Qu’on en juge : un opéra « Le Rouge et le noir », proposé par la Compagnie Pantai, du théâtre avec « La Loi des prodiges » de François de Brauer, « Vol » de Eva Rami, « Heureuse qui comme Armelle » d’Armelle, « La Commission des destins » par le Cours Florent, du théâtre musical avec « Calamity » par la Compagnie Pantai, « Histoire vraie d’un punk converti à Charles Trenet » de Guillaume Barbot et un spectacle de musique du monde « Il sole non si muove » par la compagnie Rassegna. Mais, en dehors des spectacles proprement-dits, il y a également des ateliers consacrés à la voix pour enfants et adultes, à l’écriture de chansons, au jeu d’acteurs, à des conférences, etc.
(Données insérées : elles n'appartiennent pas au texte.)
//! Static armament records.
//!
//! An `ArmamentDefinition` is one weapon as shipped in the balance tables:
//! display data, attribute requirements, its upgrade-cost sequence, and one
//! `AffinityVariant` per affinity. Reinforcement rows hold the per-level
//! multipliers shared by every weapon in the same upgrade material class.

use crate::attribute::{Attribute, AttributeMap};
use crate::correction::CorrectionId;
use crate::types::{DamageMap, StatusMap};
use serde::{Deserialize, Serialize};
use std::collections::HashMap;
use std::fmt;

/// Identifier of a reinforcement group (upgrade material class).
#[derive(
    Debug, Clone, Copy, PartialEq, Eq, Hash, PartialOrd, Ord, Default, Serialize, Deserialize,
)]
pub struct ReinforcementId(pub u16);

impl fmt::Display for ReinforcementId {
    fn fmt(&self, f: &mut fmt::Formatter<'_>) -> fmt::Result {
        write!(f, "{}", self.0)
    }
}

/// One row of a reinforcement sequence, indexed by upgrade level.
///
/// Every field is a multiplier applied to the corresponding base value of an
/// affinity variant: a level's effective value for any quantity is
/// `variant.base * row.multiplier`.
#[derive(Debug, Clone, PartialEq, Serialize, Deserialize)]
pub struct ReinforcementRow {
    /// Per-damage-type attack multipliers.
    pub attack: DamageMap<f64>,
    /// Per-status-type effect multipliers.
    pub effect: StatusMap<f64>,
    /// Per-damage-type guard absorption multipliers.
    pub guard: DamageMap<f64>,
    /// Guard boost multiplier.
    pub guard_boost: f64,
    /// Per-status-type resistance multipliers.
    pub resistance: StatusMap<f64>,
    /// Per-attribute scaling multipliers.
    pub scaling: AttributeMap<f64>,
}

impl ReinforcementRow {
    /// A row that leaves every base value unchanged (all multipliers 1.0).
    pub fn neutral() -> Self {
        Self {
            attack: DamageMap::uniform(1.0),
            effect: StatusMap::uniform(1.0),
            guard: DamageMap::uniform(1.0),
            guard_boost: 1.0,
            resistance: StatusMap::uniform(1.0),
            scaling: AttributeMap::uniform(1.0),
        }
    }
}

impl Default for ReinforcementRow {
    fn default() -> Self {
        Self::neutral()
    }
}

/// One affinity of one armament: base values plus scaling rates.
#[derive(Debug, Clone, PartialEq, Default, Serialize, Deserialize)]
pub struct AffinityVariant {
    /// Ordering id; affinities display sorted by this value.
    pub id: u8,
    /// Reinforcement group governing level scaling for this variant.
    pub reinforcement_id: ReinforcementId,
    /// Correction group resolving curves and multipliers per attribute.
    pub correction_id: CorrectionId,
    /// Base attack per damage type.
    pub attack: DamageMap<f64>,
    /// Base buildup per status effect.
    pub effects: StatusMap<f64>,
    /// Base guard absorption per damage type.
    pub guard: DamageMap<f64>,
    /// Base guard boost.
    pub guard_boost: f64,
    /// Base resistance per status effect.
    pub resistance: StatusMap<f64>,
    /// Scaling rate per attribute; zero means the variant does not scale on
    /// that attribute at all.
    pub scaling: AttributeMap<f64>,
}

/// Static record for one weapon.
#[derive(Debug, Clone, PartialEq, Default, Serialize, Deserialize)]
pub struct ArmamentDefinition {
    /// Display name.
    pub name: String,
    /// Icon identifier for presentation adapters.
    pub icon: u32,
    /// Category label for selection filters.
    pub category: String,
    /// Minimum attribute values to wield; absent entries are zero.
    pub requirements: AttributeMap<u32>,
    /// Upgrade cost per level step; the maximum level equals its length.
    pub upgrade_costs: Vec<u32>,
    /// Affinity variants keyed by affinity name.
    pub affinities: HashMap<String, AffinityVariant>,
}

impl ArmamentDefinition {
    /// Maximum upgrade level, derived from the upgrade-cost sequence.
    ///
    /// Levels run `0..=max_level()`, so a reinforcement sequence needs
    /// `max_level() + 1` rows.
    pub fn max_level(&self) -> usize {
        self.upgrade_costs.len()
    }

    /// Minimum value required for an attribute (zero when unlisted).
    pub fn requirement(&self, attribute: Attribute) -> u32 {
        *self.requirements.get(attribute)
    }

    /// Affinity names sorted by variant ordering id.
    pub fn affinity_names(&self) -> Vec<&str> {
        let mut names: Vec<_> = self
            .affinities
            .iter()
            .map(|(name, variant)| (variant.id, name.as_str()))
            .collect();
        names.sort();
        names.into_iter().map(|(_, name)| name).collect()
    }
}

#[cfg(test)]
mod tests {
    use super::*;

    #[test]
    fn test_max_level_from_costs() {
        let armament = ArmamentDefinition {
            upgrade_costs: vec![400, 800, 1200],
            ..ArmamentDefinition::default()
        };
        assert_eq!(armament.max_level(), 3);
    }

    #[test]
    fn test_requirement_defaults_to_zero() {
        let armament = ArmamentDefinition {
            requirements: AttributeMap::default().with(Attribute::Strength, 16),
            ..ArmamentDefinition::default()
        };
        assert_eq!(armament.requirement(Attribute::Strength), 16);
        assert_eq!(armament.requirement(Attribute::Arcane), 0);
    }

    #[test]
    fn test_affinity_names_sorted_by_id() {
        let mut affinities = HashMap::new();
        affinities.insert(
            String::from("Heavy"),
            AffinityVariant {
                id: 1,
                ..AffinityVariant::default()
            },
        );
        affinities.insert(
            String::from("Standard"),
            AffinityVariant {
                id: 0,
                ..AffinityVariant::default()
            },
        );
        affinities.insert(
            String::from("Keen"),
            AffinityVariant {
                id: 2,
                ..AffinityVariant::default()
            },
        );

        let armament = ArmamentDefinition {
            affinities,
            ..ArmamentDefinition::default()
        };
        assert_eq!(armament.affinity_names(), ["Standard", "Heavy", "Keen"]);
    }

    #[test]
    fn test_neutral_row_is_identity() {
        let row = ReinforcementRow::neutral();
        for (_, multiplier) in row.attack.iter() {
            assert_eq!(*multiplier, 1.0);
        }
        assert_eq!(row.guard_boost, 1.0);
    }
}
Mais le point culminant du festival est incontestablement la création d’un opéra tiré du célèbre roman de Stendhal « Le rouge et le noir » proposé par la Compagnie Pantai et également coproduit par l’Opéra de Nice. En effet, on reverra cette œuvre dans le cadre de la saison 2018-2019. Joris et Emma Barcaroli ont écrit le livret en imaginant un long flash-back où Julien Sorel, enfermé dans sa prison, revit tout son passé avant son exécution. Il se remémore son aventure avec Louise, mariée au marquis de Rénal, ainsi que sa relation avec sa fiancée Mathilde de la Molle. Il sait que son avenir n’est autre que la guillotine pour avoir tiré sur son ancienne amante. Entre les quatre murs de sa cellule il se confronte à l’ensemble des protagonistes qui ont émaillé sa vie. La scénographie de Julien Rebour propose un décor très astucieux composé d’un pan coupé de couleur rouge sur fond noir qui peut servir également de maison extérieure ou de balcon et qui, en pivotant, se transforme en une cellule blanche sous forme d’angle. L’espace de gauche, avec un bureau, suggère l’intérieur d’appartements où Julien Sorel, dans le passé, vivait son existence d’homme libre et ses rencontres.

Joris Barcaroli a écrit une musique très prenante et serrant de près le théâtre avec des récitatifs et de nombreuses envolées lyriques. Sur la couleur et l’atmosphère on pense au Poulenc des « Dialogues des Carmélites ». Quatre instrumentistes pour la circonstance : un piano (Catherine Gamberoni), un clavier (Claudia Musso), un violoncelle (Ombeline Gasnier) et une guitare électrique (Joris Barcaroli qui dirige également ce quatuor musical). Jérémy Duffau, déjà entendu à Nice dans « Le Chanteur de Mexico » et « La Belle Hélène » (mais aussi au Grand Auditorium du Conservatoire dans le cadre du concert d’adieu du pianiste François-René Duchâble) incarne, avec autant de fougue que de lyrisme, un Julien Sorel parfaitement crédible avec cette voix qui conjugue un timbre d’une belle clarté et une articulation soignée. Le rôle est long et sollicite pour le ténor une ampleur constante. Céline Barcaroli chante, avec beaucoup d’intelligence et de sensibilité, les deux rôles de Madame de Rénal et de Mathilde de la Molle, passant ainsi avec aisance de la femme grave à la jeune fille insouciante. Quant à l’ensemble des rôles masculins, qu’il s’agisse du marquis, de l’abbé Chélan, du père de Mathilde, du geôlier ou encore du juge, ils sont incarnés avec autorité par le baryton Antoine Abello. La mise en scène d’Emma Barcaroli acérée et précise permet aux interprètes de donner le meilleur d’eux-mêmes. Une parfaite réussite longuement applaudie par le public.